Understanding Unequal Gender Classification Accuracy from Face Images
This addresses fairness and bias issues in AI systems for marginalized groups, with incremental insights into specific causes of performance disparities.
The paper investigated the unequal gender classification accuracy in commercial face recognition systems, particularly the poor performance on dark-skinned females, and found that skin type and hair length are not the primary drivers; instead, differences in facial features like lip, eye, and cheek structure across ethnicity, along with gender stereotypes from makeup, contribute to the gap.

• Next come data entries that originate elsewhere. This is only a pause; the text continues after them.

//! Label translation and collation
//!
//! Display labels are resolved per session locale through [`Translate`]; the
//! matching [`CollationKey`] is computed once per label so alphabetic sorting
//! never re-normalizes strings.

use crate::types::{LabelKey, Locale};
use std::collections::HashMap;
use unicode_normalization::char::is_combining_mark;
use unicode_normalization::UnicodeNormalization;

/// Resolves a label reference for a locale
pub trait Translate: Send + Sync {
    fn label_for(&self, key: &LabelKey, locale: &Locale) -> String;
}

/// Produces locale-specific sort keys
pub trait Collator: Send + Sync {
    fn collation_key(&self, label: &str, locale: &Locale) -> CollationKey;
}

/// Precomputed sort key; compares base letters first, then accents, then case
#[derive(Debug, Clone, PartialEq, Eq, PartialOrd, Ord, Hash, Default)]
pub struct CollationKey {
    primary: String,
    secondary: String,
    tertiary: String,
}

/// Turn `account_settings` into `Account settings`
pub fn humanize(key: &str) -> String {
    let spaced = key.replace(['_', '-', '.'], " ");
    let mut chars = spaced.trim().chars();
    match chars.next() {
        Some(first) => first.to_uppercase().chain(chars).collect(),
        None => String::new(),
    }
}

/// In-memory translation table.
///
/// Lookup tries the full locale tag, then its language, and finally falls back
/// to a humanized form of the label key.
#[derive(Debug, Clone, Default)]
pub struct MapTranslator {
    entries: HashMap<(String, String), String>,
}

impl MapTranslator {
    pub fn new() -> Self {
        Self::default()
    }

    pub fn insert(&mut self, locale: &str, key: &str, label: impl Into<String>) {
        self.entries
            .insert((locale.to_string(), key.to_string()), label.into());
    }

    pub fn with(mut self, locale: &str, key: &str, label: impl Into<String>) -> Self {
        self.insert(locale, key, label);
        self
    }
}

impl Translate for MapTranslator {
    fn label_for(&self, key: &LabelKey, locale: &Locale) -> String {
        let exact = (locale.as_str().to_string(), key.as_str().to_string());
        if let Some(label) = self.entries.get(&exact) {
            return label.clone();
        }
        let language = (locale.language().to_string(), key.as_str().to_string());
        if let Some(label) = self.entries.get(&language) {
            return label.clone();
        }
        humanize(key.as_str())
    }
}

/// Collator built on Unicode canonical decomposition.
///
/// Letters are compared without accents and case first. Scandinavian locales
/// sort å, ä, ö (and æ, ø) after z.
#[derive(Debug, Clone, Copy, Default)]
pub struct UnicodeCollator;

const NORDIC: [&str; 5] = ["sv", "fi", "da", "nb", "no"];

impl UnicodeCollator {
    fn primary(label: &str, locale: &Locale) -> String {
        let nordic = NORDIC.contains(&locale.language());
        let mut out = String::with_capacity(label.len());
        for c in label.chars().flat_map(char::to_lowercase) {
            if nordic {
                let tail = match c {
                    'å' => Some('\u{F8F1}'),
                    'ä' | 'æ' => Some('\u{F8F2}'),
                    'ö' | 'ø' => Some('\u{F8F3}'),
                    _ => None,
                };
                if let Some(tail) = tail {
                    out.push('z');
                    out.push(tail);
                    continue;
                }
            }
            if c == 'ß' {
                out.push_str("ss");
                continue;
            }
            out.extend(c.to_string().nfkd().filter(|c| !is_combining_mark(*c)));
        }
        out
    }
}

impl Collator for UnicodeCollator {
    fn collation_key(&self, label: &str, locale: &Locale) -> CollationKey {
        CollationKey {
            primary: Self::primary(label, locale),
            secondary: label.to_lowercase().nfkd().collect(),
            tertiary: label.to_string(),
        }
    }
}
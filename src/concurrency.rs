//! Exclusive sitemap builds and atomic publication
//!
//! At most one build runs at a time. A finished, locked sitemap replaces the
//! published one in a single swap; sessions holding the previous `Arc` keep a
//! consistent view until they next read and see the generation change.

use crate::error::{SitemapError, SitemapResult};
use crate::sitemap::build::{BuiltSitemap, SitemapBuildService};
use crate::sitemap::MasterSitemap;
use parking_lot::{Mutex, RwLock};
use std::sync::atomic::{AtomicU64, Ordering};
use std::sync::Arc;
use tracing::info;

/// Holds the currently published master sitemap
pub struct SitemapPublisher {
    /// Held for the whole duration of a build
    build_gate: Mutex<()>,
    current: RwLock<Option<Arc<MasterSitemap>>>,
    /// Incremented on every publication; 0 means nothing published yet
    generation: AtomicU64,
}

impl SitemapPublisher {
    pub fn new() -> Self {
        Self {
            build_gate: Mutex::new(()),
            current: RwLock::new(None),
            generation: AtomicU64::new(0),
        }
    }

    /// Run a build, waiting for any build already in progress
    pub fn build(&self, service: &SitemapBuildService) -> SitemapResult<BuiltSitemapSummary> {
        let _gate = self.build_gate.lock();
        self.run(service)
    }

    /// Run a build, failing immediately if another build is in progress
    pub fn try_build(&self, service: &SitemapBuildService) -> SitemapResult<BuiltSitemapSummary> {
        let _gate = self
            .build_gate
            .try_lock()
            .ok_or(SitemapError::BuildInProgress)?;
        self.run(service)
    }

    fn run(&self, service: &SitemapBuildService) -> SitemapResult<BuiltSitemapSummary> {
        let BuiltSitemap {
            sitemap,
            report,
            contributions,
        } = service.build()?;
        let sitemap = Arc::new(sitemap);
        let generation = self.swap(sitemap.clone());
        Ok(BuiltSitemapSummary {
            sitemap,
            generation,
            warnings: report.warnings,
            contributions,
        })
    }

    /// Publish a sitemap built elsewhere; it must already be locked
    pub fn publish(&self, sitemap: MasterSitemap) -> SitemapResult<u64> {
        if !sitemap.is_locked() {
            return Err(SitemapError::NotBuilt);
        }
        let _gate = self.build_gate.lock();
        Ok(self.swap(Arc::new(sitemap)))
    }

    fn swap(&self, sitemap: Arc<MasterSitemap>) -> u64 {
        let mut current = self.current.write();
        *current = Some(sitemap);
        let generation = self.generation.fetch_add(1, Ordering::SeqCst) + 1;
        info!(generation, "Published sitemap");
        generation
    }

    /// The published sitemap
    pub fn current(&self) -> SitemapResult<Arc<MasterSitemap>> {
        self.current.read().clone().ok_or(SitemapError::NotBuilt)
    }

    /// Published sitemap together with its generation, read consistently
    pub fn snapshot(&self) -> SitemapResult<(Arc<MasterSitemap>, u64)> {
        let current = self.current.read();
        let sitemap = current.clone().ok_or(SitemapError::NotBuilt)?;
        Ok((sitemap, self.generation.load(Ordering::SeqCst)))
    }

    pub fn generation(&self) -> u64 {
        self.generation.load(Ordering::SeqCst)
    }
}

impl Default for SitemapPublisher {
    fn default() -> Self {
        Self::new()
    }
}

/// Result of a publishing build
#[derive(Debug, Clone)]
pub struct BuiltSitemapSummary {
    pub sitemap: Arc<MasterSitemap>,
    pub generation: u64,
    pub warnings: Vec<String>,
    pub contributions: Vec<(String, Vec<String>)>,
}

Recent work shows unequal performance of commercial face classification services in the gender classification task across intersectional groups defined by skin type and gender. Accuracy on dark-skinned females is significantly worse than on any other group. In this paper, we conduct several analyses to try to uncover the reason for this gap. The main finding, perhaps surprisingly, is that skin type is not the driver. This conclusion is reached via stability experiments that vary an image's skin type via color-theoretic methods, namely luminance mode-shift and optimal transport. A second suspect, hair length, is also shown not to be the driver via experiments on face images cropped to exclude the hair. Finally, using contrastive post-hoc explanation techniques for neural networks, we bring forth evidence suggesting that differences in lip, eye and cheek structure across ethnicity lead to the differences. Further, lip and eye makeup are seen as strong predictors for a female face, which is a troubling propagation of a gender stereotype.